====== Information supplied ======
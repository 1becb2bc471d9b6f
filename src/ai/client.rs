//! Gemini REST client

use super::error::AiError;
use super::schema::{
    evaluation_schema, parse_evaluation, parse_word_details, rate_from_mime, word_details_schema,
    Content, GenerateContentRequest, GenerateContentResponse, GenerationConfig, Part,
};
use super::{AttemptAudio, Collaborator, SpeechAudio, SPEECH_CHANNELS, SPEECH_SAMPLE_RATE};
use crate::models::{EvaluationResult, Settings, WordDetails};
use async_trait::async_trait;
use log::{debug, error, info};
use std::time::Duration;

const DEFAULT_API_BASE: &str = "https://generativelanguage.googleapis.com";
const API_KEY_VARS: [&str; 2] = ["GEMINI_API_KEY", "API_KEY"];
const API_BASE_VAR: &str = "WORDCOACH_API_BASE";
const REQUEST_TIMEOUT: Duration = Duration::from_secs(60);

/// Learner level the generated content is pitched at
const GRADE_LEVEL: &str = "Grade 6 (Elementary School)";

/// Client for the Gemini `generateContent` API
pub struct GeminiClient {
    http: reqwest::Client,
    base_url: String,
    api_key: String,
    settings: Settings,
}

impl GeminiClient {
    pub fn new(api_key: impl Into<String>, settings: Settings) -> Self {
        let http = reqwest::Client::builder()
            .timeout(REQUEST_TIMEOUT)
            .build()
            .unwrap_or_default();
        Self {
            http,
            base_url: DEFAULT_API_BASE.to_string(),
            api_key: api_key.into(),
            settings,
        }
    }

    /// Build a client from `GEMINI_API_KEY` (or `API_KEY`) and an optional
    /// `WORDCOACH_API_BASE` override
    pub fn from_env(settings: Settings) -> Result<Self, AiError> {
        let api_key = API_KEY_VARS
            .iter()
            .find_map(|var| std::env::var(var).ok().filter(|v| !v.trim().is_empty()))
            .ok_or_else(|| AiError::ApiKeyMissing {
                env_var: API_KEY_VARS[0].to_string(),
            })?;

        let mut client = Self::new(api_key.trim(), settings);
        if let Ok(base) = std::env::var(API_BASE_VAR) {
            client = client.with_base_url(base);
        }
        Ok(client)
    }

    pub fn with_base_url(mut self, base_url: impl Into<String>) -> Self {
        self.base_url = base_url.into().trim_end_matches('/').to_string();
        self
    }

    async fn generate_content(
        &self,
        model: &str,
        request: &GenerateContentRequest,
    ) -> Result<GenerateContentResponse, AiError> {
        let url = format!("{}/v1beta/models/{}:generateContent", self.base_url, model);
        info!("Calling {}", model);

        let response = self
            .http
            .post(&url)
            .header("x-goog-api-key", &self.api_key)
            .json(request)
            .send()
            .await
            .map_err(|e| {
                error!("Request to {} failed: {}", model, e);
                AiError::Http(e)
            })?;

        let status = response.status();
        debug!("Response status: {}", status);

        if !status.is_success() {
            let message = response
                .text()
                .await
                .unwrap_or_else(|_| "Unknown error".to_string());
            error!("HTTP {} from {}: {}", status, model, message);
            return Err(AiError::Api {
                status: status.as_u16(),
                message,
            });
        }

        let body = response.text().await?;
        debug!(
            "Response body: {}",
            body.chars().take(200).collect::<String>()
        );

        serde_json::from_str(&body).map_err(|e| {
            error!("Failed to parse response from {}: {}", model, e);
            AiError::InvalidResponseShape(e.to_string())
        })
    }
}

fn single_turn(parts: Vec<Part>, config: GenerationConfig) -> GenerateContentRequest {
    GenerateContentRequest {
        contents: vec![Content { parts }],
        generation_config: Some(config),
    }
}

#[async_trait]
impl Collaborator for GeminiClient {
    async fn word_details(&self, text: &str) -> Result<WordDetails, AiError> {
        let prompt = format!(
            "Provide details for the English word \"{}\" suitable for a {} student in China.\n\
             Return JSON format.",
            text, GRADE_LEVEL
        );
        let request = single_turn(
            vec![Part::text(prompt)],
            GenerationConfig::json(word_details_schema()),
        );

        let response = self.generate_content(&self.settings.text_model, &request).await?;
        let text = response.text().ok_or(AiError::EmptyResponse("word details"))?;
        parse_word_details(&text)
    }

    async fn synthesize_speech(&self, text: &str) -> Result<SpeechAudio, AiError> {
        let request = single_turn(
            vec![Part::text(format!("Say the word: {}", text))],
            GenerationConfig::speech(&self.settings.voice_name),
        );

        let response = self
            .generate_content(&self.settings.speech_model, &request)
            .await?;
        let inline = response
            .inline_data()
            .filter(|d| !d.data.is_empty())
            .ok_or(AiError::EmptyResponse("speech audio"))?;

        Ok(SpeechAudio {
            data: inline.data.clone(),
            sample_rate: rate_from_mime(&inline.mime_type).unwrap_or(SPEECH_SAMPLE_RATE),
            channels: SPEECH_CHANNELS,
        })
    }

    async fn evaluate_pronunciation(
        &self,
        audio: &AttemptAudio,
        target_word: &str,
    ) -> Result<EvaluationResult, AiError> {
        let language = &self.settings.feedback_language;
        let prompt = format!(
            "You are a friendly English teacher for primary school students.\n\
             Listen to the attached audio. The student is trying to say the word \"{word}\".\n\
             \n\
             1. Score their pronunciation from 0 to 100. Be encouraging but realistic.\n\
             2. Provide feedback in {language}.\n\
             3. Identify if any specific part was unclear (Suggestion).\n\
             4. Give a short cheerful encouraging phrase in {language}.",
            word = target_word,
            language = language,
        );
        let request = single_turn(
            vec![
                Part::inline(audio.mime_type.clone(), audio.data.clone()),
                Part::text(prompt),
            ],
            GenerationConfig::json(evaluation_schema(language)),
        );

        let response = self.generate_content(&self.settings.text_model, &request).await?;
        let text = response.text().ok_or(AiError::EmptyResponse("evaluation"))?;
        parse_evaluation(&text)
    }
}

#[cfg(test)]
mod tests {
    use super::*;
    use serde_json::json;
    use wiremock::matchers::{body_partial_json, header, method, path};
    use wiremock::{Mock, MockServer, ResponseTemplate};

    fn text_response(text: &str) -> serde_json::Value {
        json!({ "candidates": [{ "content": { "parts": [{ "text": text }] } }] })
    }

    async fn client_for(server: &MockServer) -> GeminiClient {
        GeminiClient::new("test-key", Settings::default()).with_base_url(server.uri())
    }

    #[tokio::test]
    async fn test_word_details() {
        let server = MockServer::start().await;
        Mock::given(method("POST"))
            .and(path("/v1beta/models/gemini-2.5-flash:generateContent"))
            .and(header("x-goog-api-key", "test-key"))
            .and(body_partial_json(json!({
                "generationConfig": { "responseMimeType": "application/json" }
            })))
            .respond_with(ResponseTemplate::new(200).set_body_json(text_response(
                r#"{"phonetic": "/ˈɡæləksi/", "definition": "A huge group of stars.", "example": "We live in the Milky Way galaxy."}"#,
            )))
            .expect(1)
            .mount(&server)
            .await;

        let details = client_for(&server).await.word_details("Galaxy").await.unwrap();
        assert_eq!(details.definition, "A huge group of stars.");
    }

    #[tokio::test]
    async fn test_evaluation_sends_audio() {
        let server = MockServer::start().await;
        Mock::given(method("POST"))
            .and(path("/v1beta/models/gemini-2.5-flash:generateContent"))
            .and(body_partial_json(json!({
                "contents": [{ "parts": [{ "inlineData": { "mimeType": "audio/wav", "data": "UklGRg==" } }] }]
            })))
            .respond_with(ResponseTemplate::new(200).set_body_json(text_response(
                r#"{"score": 76, "feedback": "很好", "suggestion": "重读第一个音节", "encouragement": "继续加油!"}"#,
            )))
            .mount(&server)
            .await;

        let audio = AttemptAudio {
            data: "UklGRg==".to_string(),
            mime_type: "audio/wav".to_string(),
        };
        let result = client_for(&server)
            .await
            .evaluate_pronunciation(&audio, "Library")
            .await
            .unwrap();
        assert_eq!(result.score, 76);
        assert!(!result.is_good());
    }

    #[tokio::test]
    async fn test_out_of_range_score_rejected() {
        let server = MockServer::start().await;
        Mock::given(method("POST"))
            .respond_with(ResponseTemplate::new(200).set_body_json(text_response(
                r#"{"score": 140, "feedback": "", "suggestion": "", "encouragement": ""}"#,
            )))
            .mount(&server)
            .await;

        let audio = AttemptAudio {
            data: "AA==".to_string(),
            mime_type: "audio/wav".to_string(),
        };
        let err = client_for(&server)
            .await
            .evaluate_pronunciation(&audio, "Library")
            .await
            .unwrap_err();
        assert!(matches!(err, AiError::InvalidResponseShape(_)));
    }

    #[tokio::test]
    async fn test_speech() {
        let server = MockServer::start().await;
        Mock::given(method("POST"))
            .and(path("/v1beta/models/gemini-2.5-flash-preview-tts:generateContent"))
            .and(body_partial_json(json!({
                "generationConfig": {
                    "responseModalities": ["AUDIO"],
                    "speechConfig": { "voiceConfig": { "prebuiltVoiceConfig": { "voiceName": "Kore" } } }
                }
            })))
            .respond_with(ResponseTemplate::new(200).set_body_json(json!({
                "candidates": [{ "content": { "parts": [{
                    "inlineData": { "mimeType": "audio/L16;codec=pcm;rate=24000", "data": "AID/fw==" }
                }] } }]
            })))
            .mount(&server)
            .await;

        let speech = client_for(&server).await.synthesize_speech("Elephant").await.unwrap();
        assert_eq!(speech.data, "AID/fw==");
        assert_eq!(speech.sample_rate, 24000);
        assert_eq!(speech.channels, 1);
    }

    #[tokio::test]
    async fn test_speech_without_audio() {
        let server = MockServer::start().await;
        Mock::given(method("POST"))
            .respond_with(ResponseTemplate::new(200).set_body_json(text_response("sorry")))
            .mount(&server)
            .await;

        let err = client_for(&server).await.synthesize_speech("Elephant").await.unwrap_err();
        assert!(matches!(err, AiError::EmptyResponse(_)));
    }

    #[tokio::test]
    async fn test_http_error_status() {
        let server = MockServer::start().await;
        Mock::given(method("POST"))
            .respond_with(ResponseTemplate::new(403).set_body_string("API key not valid"))
            .mount(&server)
            .await;

        let err = client_for(&server).await.word_details("Galaxy").await.unwrap_err();
        match err {
            AiError::Api { status, message } => {
                assert_eq!(status, 403);
                assert!(message.contains("not valid"));
            }
            other => panic!("unexpected error: {:?}", other),
        }
    }

    #[tokio::test]
    async fn test_envelope_shape_mismatch() {
        let server = MockServer::start().await;
        Mock::given(method("POST"))
            .respond_with(ResponseTemplate::new(200).set_body_string("<html>oops</html>"))
            .mount(&server)
            .await;

        let err = client_for(&server).await.word_details("Galaxy").await.unwrap_err();
        assert!(matches!(err, AiError::InvalidResponseShape(_)));
    }
}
======
Scan the listing above and copy all lines containing the word "impl".

impl GeminiClient {
    pub fn new(api_key: impl Into<String>, settings: Settings) -> Self {
    pub fn with_base_url(mut self, base_url: impl Into<String>) -> Self {
impl Collaborator for GeminiClient {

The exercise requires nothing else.